C’est en étudiant le problème du changement qu’Aristote a été amené à créer dans ce qu’ils ont de plus original les deux concepts de forme et surtout de matière[2]. C’est donc seulement quand nous exposerons la théorie du changement que nous pourrons comprendre tout à fait le sens de ces deux concepts. Mais nous pouvons dès maintenant indiquer en gros comment la forme et la matière sont requises par le changement ; et, d’autre part, nous pouvons nous rendre compte de ce que sont la forme et la matière à tous les autres points de vue. Nous insisterons d’abord sur la matière. — Le changement suppose en premier lieu une chose, un sujet qui change ; en d’autres termes, il faut, dans le changement, quelque chose qui soit indépendant de l’attribut qui disparaît et de celui qui apparaît. Si le changement se réduisait à la succession de deux états qui ne seraient les états de rien, à la succession du blanc, au noir par exemple, selon Aristote il n’y aurait plus de changement. En effet le changement ne se comprend que par une permanence qui s’y oppose, et, si l’on considère un changement en lui-même sans se reporter à un repère

  1. Cf. Métaph. Α, 3 déb.

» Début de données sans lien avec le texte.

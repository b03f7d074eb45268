//! Host side of the function table handed to `rscript_entry`.
//!
//! The layout of [`HostApi`] mirrors the struct of the same name in the
//! script prelude; both carry [`ABI_VERSION`].

use std::borrow::Cow;
use std::cell::RefCell;
use std::ffi::c_void;
use std::panic::{self, AssertUnwindSafe};

use crate::host::{Document, HostError, UiDocument};
use crate::transaction::run_in_transaction;

use super::output::OutputSink;

pub const ABI_VERSION: u32 = 1;

/// Call succeeded.
pub const OK: i32 = 0;
/// Value absent, or the script body failed.
pub const ABSENT: i32 = 1;
/// Host error; the message was written to `out`.
pub const ERROR: i32 = -1;
/// The script was handed a null table.
pub const NULL_API: i32 = -2;
/// The script was built against another table version.
pub const ABI_MISMATCH: i32 = -3;

pub type WriteFn = unsafe extern "C" fn(out: *mut c_void, ptr: *const u8, len: usize);
pub type BodyFn = unsafe extern "C" fn(data: *mut c_void) -> i32;

/// Signature of the exported `rscript_entry`.
pub type EntryFn = unsafe extern "C" fn(api: *const HostApi) -> i32;

#[repr(C)]
pub struct HostApi {
    pub abi_version: u32,
    pub ctx: *mut c_void,
    pub print: unsafe extern "C" fn(ctx: *mut c_void, ptr: *const u8, len: usize),
    pub fail: unsafe extern "C" fn(
        ctx: *mut c_void,
        message: *const u8,
        message_len: usize,
        trace: *const u8,
        trace_len: usize,
    ),
    pub document_title:
        unsafe extern "C" fn(ctx: *mut c_void, out: *mut c_void, write: WriteFn) -> i32,
    pub get_parameter: unsafe extern "C" fn(
        ctx: *mut c_void,
        key: *const u8,
        key_len: usize,
        out: *mut c_void,
        write: WriteFn,
    ) -> i32,
    pub set_parameter: unsafe extern "C" fn(
        ctx: *mut c_void,
        key: *const u8,
        key_len: usize,
        value: *const u8,
        value_len: usize,
        out: *mut c_void,
        write: WriteFn,
    ) -> i32,
    pub remove_parameter: unsafe extern "C" fn(
        ctx: *mut c_void,
        key: *const u8,
        key_len: usize,
        out: *mut c_void,
        write: WriteFn,
    ) -> i32,
    pub selection: unsafe extern "C" fn(ctx: *mut c_void, out: *mut c_void, write: WriteFn) -> i32,
    pub transact: unsafe extern "C" fn(
        ctx: *mut c_void,
        name: *const u8,
        name_len: usize,
        body: BodyFn,
        data: *mut c_void,
        out: *mut c_void,
        write: WriteFn,
    ) -> i32,
}

/// A panic reported by the script.
#[derive(Debug, Clone, PartialEq, Eq)]
pub struct ScriptFailure {
    pub message: String,
    pub trace: String,
}

/// State behind `HostApi::ctx` for one run. Lives on the UI thread.
pub struct HostSession<'a> {
    document: &'a dyn Document,
    ui_document: Option<&'a dyn UiDocument>,
    output: RefCell<Vec<String>>,
    sink: RefCell<Option<Box<dyn OutputSink>>>,
    failure: RefCell<Option<ScriptFailure>>,
}

impl<'a> HostSession<'a> {
    pub fn new(
        document: &'a dyn Document,
        ui_document: Option<&'a dyn UiDocument>,
        sink: Option<Box<dyn OutputSink>>,
    ) -> Self {
        Self {
            document,
            ui_document,
            output: RefCell::new(Vec::new()),
            sink: RefCell::new(sink),
            failure: RefCell::new(None),
        }
    }

    /// Function table pointing back at this session. Valid while `self` is.
    pub fn api(&self) -> HostApi {
        HostApi {
            abi_version: ABI_VERSION,
            ctx: self as *const Self as *mut c_void,
            print: host_print,
            fail: host_fail,
            document_title: host_document_title,
            get_parameter: host_get_parameter,
            set_parameter: host_set_parameter,
            remove_parameter: host_remove_parameter,
            selection: host_selection,
            transact: host_transact,
        }
    }

    /// Printed lines in order, and the panic the script reported, if any.
    pub fn into_parts(self) -> (Vec<String>, Option<ScriptFailure>) {
        (self.output.into_inner(), self.failure.into_inner())
    }

    fn print(&self, line: String) {
        let mut sink = self.sink.borrow_mut();
        if let Some(active) = sink.as_mut() {
            if let Err(err) = active.emit(&line) {
                tracing::warn!(error = %err, "output stream failed, continuing without it");
                *sink = None;
            }
        }
        self.output.borrow_mut().push(line);
    }
}

#[derive(Debug)]
enum TransactError {
    Body,
    Host(HostError),
}

impl From<HostError> for TransactError {
    fn from(err: HostError) -> Self {
        TransactError::Host(err)
    }
}

/// Run `f` against the session behind `ctx`. Panics must not unwind into
/// the script, so they are logged and turned into `fallback`.
unsafe fn with_session<R>(ctx: *mut c_void, fallback: R, f: impl FnOnce(&HostSession<'_>) -> R) -> R {
    if ctx.is_null() {
        return fallback;
    }
    let session = unsafe { &*(ctx as *const HostSession<'_>) };
    match panic::catch_unwind(AssertUnwindSafe(|| f(session))) {
        Ok(value) => value,
        Err(_) => {
            tracing::error!("host callback panicked");
            fallback
        }
    }
}

unsafe fn text<'b>(ptr: *const u8, len: usize) -> Cow<'b, str> {
    if ptr.is_null() {
        return Cow::Borrowed("");
    }
    String::from_utf8_lossy(unsafe { std::slice::from_raw_parts(ptr, len) })
}

fn write_str(out: *mut c_void, write: WriteFn, value: &str) {
    unsafe { write(out, value.as_ptr(), value.len()) }
}

fn report(out: *mut c_void, write: WriteFn, err: &HostError) -> i32 {
    write_str(out, write, &err.to_string());
    ERROR
}

unsafe extern "C" fn host_print(ctx: *mut c_void, ptr: *const u8, len: usize) {
    let line = unsafe { text(ptr, len) }.into_owned();
    unsafe { with_session(ctx, (), |session| session.print(line)) }
}

unsafe extern "C" fn host_fail(
    ctx: *mut c_void,
    message: *const u8,
    message_len: usize,
    trace: *const u8,
    trace_len: usize,
) {
    let failure = ScriptFailure {
        message: unsafe { text(message, message_len) }.into_owned(),
        trace: unsafe { text(trace, trace_len) }.into_owned(),
    };
    unsafe {
        with_session(ctx, (), |session| {
            *session.failure.borrow_mut() = Some(failure);
        })
    }
}

unsafe extern "C" fn host_document_title(ctx: *mut c_void, out: *mut c_void, write: WriteFn) -> i32 {
    unsafe {
        with_session(ctx, ERROR, |session| {
            write_str(out, write, &session.document.title());
            OK
        })
    }
}

unsafe extern "C" fn host_get_parameter(
    ctx: *mut c_void,
    key: *const u8,
    key_len: usize,
    out: *mut c_void,
    write: WriteFn,
) -> i32 {
    let key = unsafe { text(key, key_len) };
    unsafe {
        with_session(ctx, ERROR, |session| match session.document.parameter(&key) {
            Some(value) => {
                write_str(out, write, &value);
                OK
            }
            None => ABSENT,
        })
    }
}

unsafe extern "C" fn host_set_parameter(
    ctx: *mut c_void,
    key: *const u8,
    key_len: usize,
    value: *const u8,
    value_len: usize,
    out: *mut c_void,
    write: WriteFn,
) -> i32 {
    let key = unsafe { text(key, key_len) };
    let value = unsafe { text(value, value_len) };
    unsafe {
        with_session(ctx, ERROR, |session| {
            match session.document.set_parameter(&key, &value) {
                Ok(()) => OK,
                Err(err) => report(out, write, &err),
            }
        })
    }
}

unsafe extern "C" fn host_remove_parameter(
    ctx: *mut c_void,
    key: *const u8,
    key_len: usize,
    out: *mut c_void,
    write: WriteFn,
) -> i32 {
    let key = unsafe { text(key, key_len) };
    unsafe {
        with_session(ctx, ERROR, |session| match session.document.remove_parameter(&key) {
            Ok(Some(old)) => {
                write_str(out, write, &old);
                OK
            }
            Ok(None) => ABSENT,
            Err(err) => report(out, write, &err),
        })
    }
}

unsafe extern "C" fn host_selection(ctx: *mut c_void, out: *mut c_void, write: WriteFn) -> i32 {
    unsafe {
        with_session(ctx, ERROR, |session| match session.ui_document {
            Some(ui) => {
                for id in ui.selection() {
                    write_str(out, write, &id);
                }
                OK
            }
            None => ABSENT,
        })
    }
}

unsafe extern "C" fn host_transact(
    ctx: *mut c_void,
    name: *const u8,
    name_len: usize,
    body: BodyFn,
    data: *mut c_void,
    out: *mut c_void,
    write: WriteFn,
) -> i32 {
    let name = unsafe { text(name, name_len) };
    unsafe {
        with_session(ctx, ERROR, |session| {
            let outcome = run_in_transaction(session.document, &name, |_| {
                match body(data) {
                    OK => Ok(()),
                    _ => Err(TransactError::Body),
                }
            });
            match outcome {
                Ok(()) => OK,
                Err(TransactError::Body) => ABSENT,
                Err(TransactError::Host(err)) => report(out, write, &err),
            }
        })
    }
}
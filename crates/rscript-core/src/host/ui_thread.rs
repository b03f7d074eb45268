//! A dedicated thread standing in for a host's UI thread.

use std::io;
use std::panic::{self, AssertUnwindSafe};
use std::sync::mpsc::{self, Sender};
use std::sync::{Mutex, PoisonError};
use std::thread::{self, JoinHandle, ThreadId};

use super::{HostError, UiCallback, UiDispatcher};

/// Runs posted callbacks one at a time, in order, on a single named thread.
pub struct UiThread {
    sender: Mutex<Option<Sender<UiCallback>>>,
    handle: Mutex<Option<JoinHandle<()>>>,
    thread_id: ThreadId,
}

impl UiThread {
    pub fn spawn(name: &str) -> io::Result<Self> {
        let (sender, receiver) = mpsc::channel::<UiCallback>();
        let handle = thread::Builder::new().name(name.to_string()).spawn(move || {
            for callback in receiver {
                if panic::catch_unwind(AssertUnwindSafe(callback)).is_err() {
                    tracing::error!("UI callback panicked");
                }
            }
        })?;
        let thread_id = handle.thread().id();

        Ok(Self {
            sender: Mutex::new(Some(sender)),
            handle: Mutex::new(Some(handle)),
            thread_id,
        })
    }

    /// Id of the UI thread, to assert where code runs.
    pub fn thread_id(&self) -> ThreadId {
        self.thread_id
    }

    /// Stop accepting callbacks, let queued ones finish and join the thread.
    pub fn shutdown(&self) {
        self.sender
            .lock()
            .unwrap_or_else(PoisonError::into_inner)
            .take();
        let handle = self
            .handle
            .lock()
            .unwrap_or_else(PoisonError::into_inner)
            .take();
        if let Some(handle) = handle {
            if handle.thread().id() != thread::current().id() && handle.join().is_err() {
                tracing::error!("UI thread terminated abnormally");
            }
        }
    }
}

impl UiDispatcher for UiThread {
    fn run_on_ui_thread(&self, callback: UiCallback) -> Result<(), HostError> {
        let sender = self.sender.lock().unwrap_or_else(PoisonError::into_inner);
        let Some(sender) = sender.as_ref() else {
            return Err(HostError::DispatcherUnavailable("UI thread has shut down".to_string()));
        };
        sender
            .send(callback)
            .map_err(|_| HostError::DispatcherUnavailable("UI thread has exited".to_string()))
    }
}

impl Drop for UiThread {
    fn drop(&mut self) {
        self.shutdown();
    }
}

#[cfg(test)]
mod tests {
    use super::*;
    use std::sync::mpsc::channel;
    use std::time::Duration;

    #[test]
    fn test_callbacks_run_in_order_on_ui_thread() {
        let ui = UiThread::spawn("test-ui").unwrap();
        let (tx, rx) = channel();
        for i in 0..3 {
            let tx = tx.clone();
            ui.run_on_ui_thread(Box::new(move || {
                tx.send((i, thread::current().id())).unwrap();
            }))
            .unwrap();
        }

        let seen: Vec<_> = (0..3)
            .map(|_| rx.recv_timeout(Duration::from_secs(5)).unwrap())
            .collect();
        assert_eq!(seen.iter().map(|(i, _)| *i).collect::<Vec<_>>(), vec![0, 1, 2]);
        assert!(seen.iter().all(|(_, id)| *id == ui.thread_id()));
    }

    #[test]
    fn test_panicking_callback_keeps_thread_alive() {
        let ui = UiThread::spawn("test-ui").unwrap();
        ui.run_on_ui_thread(Box::new(|| panic!("boom"))).unwrap();

        let (tx, rx) = channel();
        ui.run_on_ui_thread(Box::new(move || tx.send(()).unwrap())).unwrap();
        assert!(rx.recv_timeout(Duration::from_secs(5)).is_ok());
    }

    #[test]
    fn test_post_after_shutdown_fails() {
        let ui = UiThread::spawn("test-ui").unwrap();
        ui.shutdown();
        let err = ui.run_on_ui_thread(Box::new(|| {})).unwrap_err();
        assert!(matches!(err, HostError::DispatcherUnavailable(_)));
    }
}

Pour les différents synonymes, voir Bonitz, Ind. 22 b, 29 et 610 a, 9. Le plus intéressant est ποιητικὸν αἴτιον pour désigner le moteur.
  2. Voir les trois derniers chapitres du livre I de la Physique et Métaph. Η, 5, 1044 b, 27 : οὐδὲ παντὸς ὕλη ἔστιν ἀλλ’ ὅσων γένεσις ἔστι καὶ μεταβολὴ εἰς ἄλληλα. ὅσα δ’ ἄνευ τοῦ μεταβάλλειν ἔστιν ἢ μή, οὐκ ἔστι τούτων ὕλη. Cf. Bonitz, Ind. 783 a, 1 sqq.